Using the records that follow, work out how many lines hold the string "Zero" and provide that number only.

(Saved data entries)
- - - - - - -
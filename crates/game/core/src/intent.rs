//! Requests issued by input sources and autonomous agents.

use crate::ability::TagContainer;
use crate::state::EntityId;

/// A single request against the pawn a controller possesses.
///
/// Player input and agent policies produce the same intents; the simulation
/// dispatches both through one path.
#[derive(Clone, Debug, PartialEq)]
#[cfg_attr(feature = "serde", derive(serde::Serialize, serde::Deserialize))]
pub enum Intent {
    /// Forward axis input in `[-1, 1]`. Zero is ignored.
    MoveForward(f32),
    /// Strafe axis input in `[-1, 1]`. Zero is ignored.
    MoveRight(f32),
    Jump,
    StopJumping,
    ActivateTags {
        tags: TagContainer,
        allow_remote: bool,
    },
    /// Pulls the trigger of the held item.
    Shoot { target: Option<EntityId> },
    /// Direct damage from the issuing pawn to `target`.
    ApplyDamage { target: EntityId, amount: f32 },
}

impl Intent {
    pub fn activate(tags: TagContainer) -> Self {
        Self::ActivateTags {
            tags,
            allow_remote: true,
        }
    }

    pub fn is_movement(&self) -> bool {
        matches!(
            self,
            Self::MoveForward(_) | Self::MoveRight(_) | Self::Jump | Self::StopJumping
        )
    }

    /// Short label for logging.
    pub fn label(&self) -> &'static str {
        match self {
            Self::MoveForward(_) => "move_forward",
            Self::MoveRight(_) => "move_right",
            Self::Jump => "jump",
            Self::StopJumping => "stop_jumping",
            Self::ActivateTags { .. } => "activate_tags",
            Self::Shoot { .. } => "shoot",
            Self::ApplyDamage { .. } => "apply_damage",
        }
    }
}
- - - - - - -
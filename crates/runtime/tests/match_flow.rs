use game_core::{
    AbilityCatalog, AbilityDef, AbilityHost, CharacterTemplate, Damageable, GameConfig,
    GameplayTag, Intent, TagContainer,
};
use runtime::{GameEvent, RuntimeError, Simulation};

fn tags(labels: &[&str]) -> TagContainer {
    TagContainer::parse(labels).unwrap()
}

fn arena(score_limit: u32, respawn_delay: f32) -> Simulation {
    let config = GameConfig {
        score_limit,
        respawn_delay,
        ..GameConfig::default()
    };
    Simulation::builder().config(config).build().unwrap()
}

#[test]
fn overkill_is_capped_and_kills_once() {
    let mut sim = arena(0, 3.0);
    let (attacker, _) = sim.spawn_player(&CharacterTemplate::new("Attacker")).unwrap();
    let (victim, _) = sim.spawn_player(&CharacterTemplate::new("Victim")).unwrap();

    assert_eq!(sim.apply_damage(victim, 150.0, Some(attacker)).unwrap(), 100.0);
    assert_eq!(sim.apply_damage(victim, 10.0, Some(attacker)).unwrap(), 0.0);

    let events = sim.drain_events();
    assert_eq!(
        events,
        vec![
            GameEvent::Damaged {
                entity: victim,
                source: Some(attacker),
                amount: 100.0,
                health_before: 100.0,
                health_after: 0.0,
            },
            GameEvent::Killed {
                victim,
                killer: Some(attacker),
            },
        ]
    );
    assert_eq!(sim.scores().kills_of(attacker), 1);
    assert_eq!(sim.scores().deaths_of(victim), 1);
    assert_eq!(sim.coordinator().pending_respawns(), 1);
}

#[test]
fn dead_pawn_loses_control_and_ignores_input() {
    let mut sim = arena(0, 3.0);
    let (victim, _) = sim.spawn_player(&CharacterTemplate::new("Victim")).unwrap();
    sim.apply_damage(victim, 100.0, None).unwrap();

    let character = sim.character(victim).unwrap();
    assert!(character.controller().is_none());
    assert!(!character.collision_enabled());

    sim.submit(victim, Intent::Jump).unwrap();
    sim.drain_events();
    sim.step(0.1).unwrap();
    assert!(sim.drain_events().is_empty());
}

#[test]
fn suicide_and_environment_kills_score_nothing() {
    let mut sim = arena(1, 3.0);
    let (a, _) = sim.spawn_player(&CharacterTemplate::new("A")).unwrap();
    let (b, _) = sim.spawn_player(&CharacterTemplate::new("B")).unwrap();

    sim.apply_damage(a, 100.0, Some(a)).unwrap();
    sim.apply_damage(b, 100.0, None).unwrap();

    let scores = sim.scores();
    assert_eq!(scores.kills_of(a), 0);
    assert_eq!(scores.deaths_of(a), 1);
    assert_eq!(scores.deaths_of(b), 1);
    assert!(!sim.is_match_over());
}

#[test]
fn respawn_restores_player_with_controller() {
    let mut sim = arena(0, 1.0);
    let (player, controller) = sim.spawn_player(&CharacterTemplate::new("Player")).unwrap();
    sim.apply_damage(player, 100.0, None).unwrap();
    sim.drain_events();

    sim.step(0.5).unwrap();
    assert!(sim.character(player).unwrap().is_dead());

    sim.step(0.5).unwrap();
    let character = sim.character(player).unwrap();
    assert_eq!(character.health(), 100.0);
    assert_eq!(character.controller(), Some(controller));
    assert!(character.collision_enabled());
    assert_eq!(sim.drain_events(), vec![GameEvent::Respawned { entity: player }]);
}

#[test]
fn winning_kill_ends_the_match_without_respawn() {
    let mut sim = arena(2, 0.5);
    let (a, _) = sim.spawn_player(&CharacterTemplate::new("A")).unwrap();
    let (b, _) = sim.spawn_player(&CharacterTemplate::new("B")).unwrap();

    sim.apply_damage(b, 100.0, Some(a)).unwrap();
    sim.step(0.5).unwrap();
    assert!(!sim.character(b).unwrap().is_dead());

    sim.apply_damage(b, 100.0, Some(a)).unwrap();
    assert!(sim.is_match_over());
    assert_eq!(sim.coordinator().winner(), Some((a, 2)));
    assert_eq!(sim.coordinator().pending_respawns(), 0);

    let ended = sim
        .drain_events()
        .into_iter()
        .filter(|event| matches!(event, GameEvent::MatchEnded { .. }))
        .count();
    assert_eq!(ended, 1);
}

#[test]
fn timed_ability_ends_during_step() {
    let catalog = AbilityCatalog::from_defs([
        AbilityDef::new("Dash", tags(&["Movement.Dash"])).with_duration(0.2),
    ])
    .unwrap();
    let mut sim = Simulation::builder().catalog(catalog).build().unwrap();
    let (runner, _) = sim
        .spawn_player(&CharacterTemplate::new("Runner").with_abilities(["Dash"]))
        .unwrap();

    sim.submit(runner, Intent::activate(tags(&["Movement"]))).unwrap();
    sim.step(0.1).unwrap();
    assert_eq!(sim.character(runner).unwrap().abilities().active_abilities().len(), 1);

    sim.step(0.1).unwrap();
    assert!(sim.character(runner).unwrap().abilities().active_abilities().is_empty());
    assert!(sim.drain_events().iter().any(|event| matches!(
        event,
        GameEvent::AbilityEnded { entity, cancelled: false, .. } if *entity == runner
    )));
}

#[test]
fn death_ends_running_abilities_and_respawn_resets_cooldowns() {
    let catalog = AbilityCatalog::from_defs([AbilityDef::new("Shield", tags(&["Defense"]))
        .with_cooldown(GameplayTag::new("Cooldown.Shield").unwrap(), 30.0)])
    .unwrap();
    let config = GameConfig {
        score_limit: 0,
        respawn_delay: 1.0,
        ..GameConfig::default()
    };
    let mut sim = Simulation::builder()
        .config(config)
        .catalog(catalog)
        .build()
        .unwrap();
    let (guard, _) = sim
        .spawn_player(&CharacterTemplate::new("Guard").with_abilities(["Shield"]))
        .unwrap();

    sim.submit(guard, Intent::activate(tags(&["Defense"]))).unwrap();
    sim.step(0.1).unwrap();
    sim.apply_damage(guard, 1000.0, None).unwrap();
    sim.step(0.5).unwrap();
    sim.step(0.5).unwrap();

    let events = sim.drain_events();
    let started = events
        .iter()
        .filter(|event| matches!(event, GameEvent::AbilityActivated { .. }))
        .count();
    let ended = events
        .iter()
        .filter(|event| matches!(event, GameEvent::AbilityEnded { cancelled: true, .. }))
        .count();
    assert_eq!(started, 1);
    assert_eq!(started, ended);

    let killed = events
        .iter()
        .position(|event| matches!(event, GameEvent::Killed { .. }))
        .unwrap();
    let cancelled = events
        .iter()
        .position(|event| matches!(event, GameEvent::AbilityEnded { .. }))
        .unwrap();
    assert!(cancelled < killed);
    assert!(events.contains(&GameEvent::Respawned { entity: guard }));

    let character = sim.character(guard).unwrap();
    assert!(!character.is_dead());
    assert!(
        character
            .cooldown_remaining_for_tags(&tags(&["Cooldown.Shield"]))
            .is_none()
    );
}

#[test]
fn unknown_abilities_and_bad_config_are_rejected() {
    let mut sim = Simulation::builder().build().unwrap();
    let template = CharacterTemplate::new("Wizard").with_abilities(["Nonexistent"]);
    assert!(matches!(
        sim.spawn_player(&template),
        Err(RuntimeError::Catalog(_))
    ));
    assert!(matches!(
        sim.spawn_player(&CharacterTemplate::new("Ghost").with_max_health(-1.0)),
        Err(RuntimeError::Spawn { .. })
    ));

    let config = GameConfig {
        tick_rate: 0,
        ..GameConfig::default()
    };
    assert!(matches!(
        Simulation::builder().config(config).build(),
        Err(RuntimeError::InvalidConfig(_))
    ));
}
- - - - - - -
== OUTPUT OF THE TASK ==
2